School of Rehabilitation Sciences and Engineering, University of Health and Rehabilitation Sciences, Qingdao, 266113, China.
Qingdao Traditional Chinese Medicine Hospital (Qingdao Hiser Hospital), Qingdao University, Qingdao, 266033, China.
Talanta. 2025 Jan 1;282:127016. doi: 10.1016/j.talanta.2024.127016. Epub 2024 Oct 9.
The accurate identification of Radix Astragali holds significant scientific importance for evaluating the quality and medicinal efficacy of this herb. In this study, we introduced an efficient methodology, integrating laser induced breakdown spectroscopy (LIBS) and Raman spectroscopy, to identify Radix Astragali samples. Additionally, convolutional neural network (CNN) models were constructed and trained using low-, mid-, and high-level data fusion strategies. The results demonstrated significant improvements in sample classification using all fusion strategies, surpassing the performance achieved when applying LIBS or Raman data individually. Notably, mid-level fusion achieved the highest level of accuracy (93.44 %), with the low- and high-level fusion methods slightly lower at 88.34 % and 90.10 %, respectively. The newly proposed methodology showcased its significance in the rapid and accurate identification of Radix Astragali samples, thereby improving analytical capabilities in Radix Astragali research.

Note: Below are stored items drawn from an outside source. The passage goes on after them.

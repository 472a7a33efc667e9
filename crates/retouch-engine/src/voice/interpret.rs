use anyhow::{bail, Context, Result};
use retouch_contracts::commands::{ToolKind, VOICE_TOOLS};
use serde_json::Value;

use super::{IntentInterpreter, RawIntent};
use crate::gateway::{strip_code_fence, EditGateway};

/// Asks the gateway's text model to map a transcript onto a tool.
pub struct GatewayIntentInterpreter {
    gateway: EditGateway,
}

impl GatewayIntentInterpreter {
    pub fn new(gateway: EditGateway) -> Self {
        Self { gateway }
    }
}

impl IntentInterpreter for GatewayIntentInterpreter {
    fn interpret(&self, transcript: &str) -> Result<RawIntent> {
        let text = self
            .gateway
            .complete_text("interpret_voice", intent_instruction(transcript), true)
            .context("intent request failed")?;
        parse_intent(&text)
    }
}

fn intent_instruction(transcript: &str) -> String {
    format!(
        "You map spoken photo-editing requests to one tool.\n\
Tools: {}.\n\
Answer with a JSON object {{\"tool\": <tool>, \"prompt\": <what to do, in the user's words>}}.\n\
Use \"unknown\" when no tool fits.\n\
Request: {transcript}",
        VOICE_TOOLS.join(", ")
    )
}

fn parse_intent(text: &str) -> Result<RawIntent> {
    let parsed: Value = serde_json::from_str(strip_code_fence(text))
        .with_context(|| format!("intent is not JSON: {text}"))?;
    let Some(tool) = parsed.get("tool").and_then(Value::as_str) else {
        bail!("intent has no tool");
    };
    let prompt = parsed
        .get("prompt")
        .and_then(Value::as_str)
        .unwrap_or_default();
    Ok(RawIntent {
        tool: tool.to_string(),
        prompt: prompt.to_string(),
    })
}

/// Offline interpreter: the first tool name or alias spoken wins and the
/// remaining words become the prompt.
#[derive(Debug, Clone, Copy, Default)]
pub struct KeywordInterpreter;

impl IntentInterpreter for KeywordInterpreter {
    fn interpret(&self, transcript: &str) -> Result<RawIntent> {
        let words: Vec<String> = transcript
            .split(|ch: char| !ch.is_alphanumeric() && ch != '\'')
            .filter(|word| !word.is_empty())
            .map(str::to_lowercase)
            .collect();

        let mut best: Option<(usize, usize, ToolKind)> = None;
        let candidates = ToolKind::all()
            .filter(|tool| tool.is_voice_tool() && *tool != ToolKind::Unknown);
        for tool in candidates {
            for keyword in tool.keywords() {
                let parts: Vec<&str> = keyword.split('_').collect();
                let Some(pos) = words
                    .windows(parts.len())
                    .position(|window| window.iter().zip(&parts).all(|(a, b)| a == b))
                else {
                    continue;
                };
                let better = match best {
                    None => true,
                    Some((best_pos, best_len, _)) => {
                        pos < best_pos || (pos == best_pos && parts.len() > best_len)
                    }
                };
                if better {
                    best = Some((pos, parts.len(), tool));
                }
            }
        }

        let Some((pos, len, tool)) = best else {
            return Ok(RawIntent {
                tool: ToolKind::Unknown.as_str().to_string(),
                prompt: transcript.trim().to_string(),
            });
        };
        let rest: Vec<&str> = words
            .iter()
            .enumerate()
            .filter(|(idx, _)| *idx < pos || *idx >= pos + len)
            .map(|(_, word)| word.as_str())
            .collect();
        Ok(RawIntent {
            tool: tool.as_str().to_string(),
            prompt: rest.join(" "),
        })
    }
}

准确鉴定黄芪具有重要的科学意义,可用于评估这种草药的质量和药用功效。在这项研究中,我们引入了一种高效的方法,结合激光诱导击穿光谱(LIBS)和拉曼光谱,来鉴定黄芪样品。此外,还构建并训练了卷积神经网络(CNN)模型,使用低、中、高级数据融合策略。结果表明,所有融合策略都显著提高了样品分类的准确性,超过了单独使用 LIBS 或拉曼数据的性能。值得注意的是,中级融合达到了最高的准确性(93.44%),而低级和高级融合方法的准确性分别略低,为 88.34%和 90.10%。新提出的方法在快速准确地鉴定黄芪样品方面显示出了重要意义,从而提高了黄芪研究中的分析能力。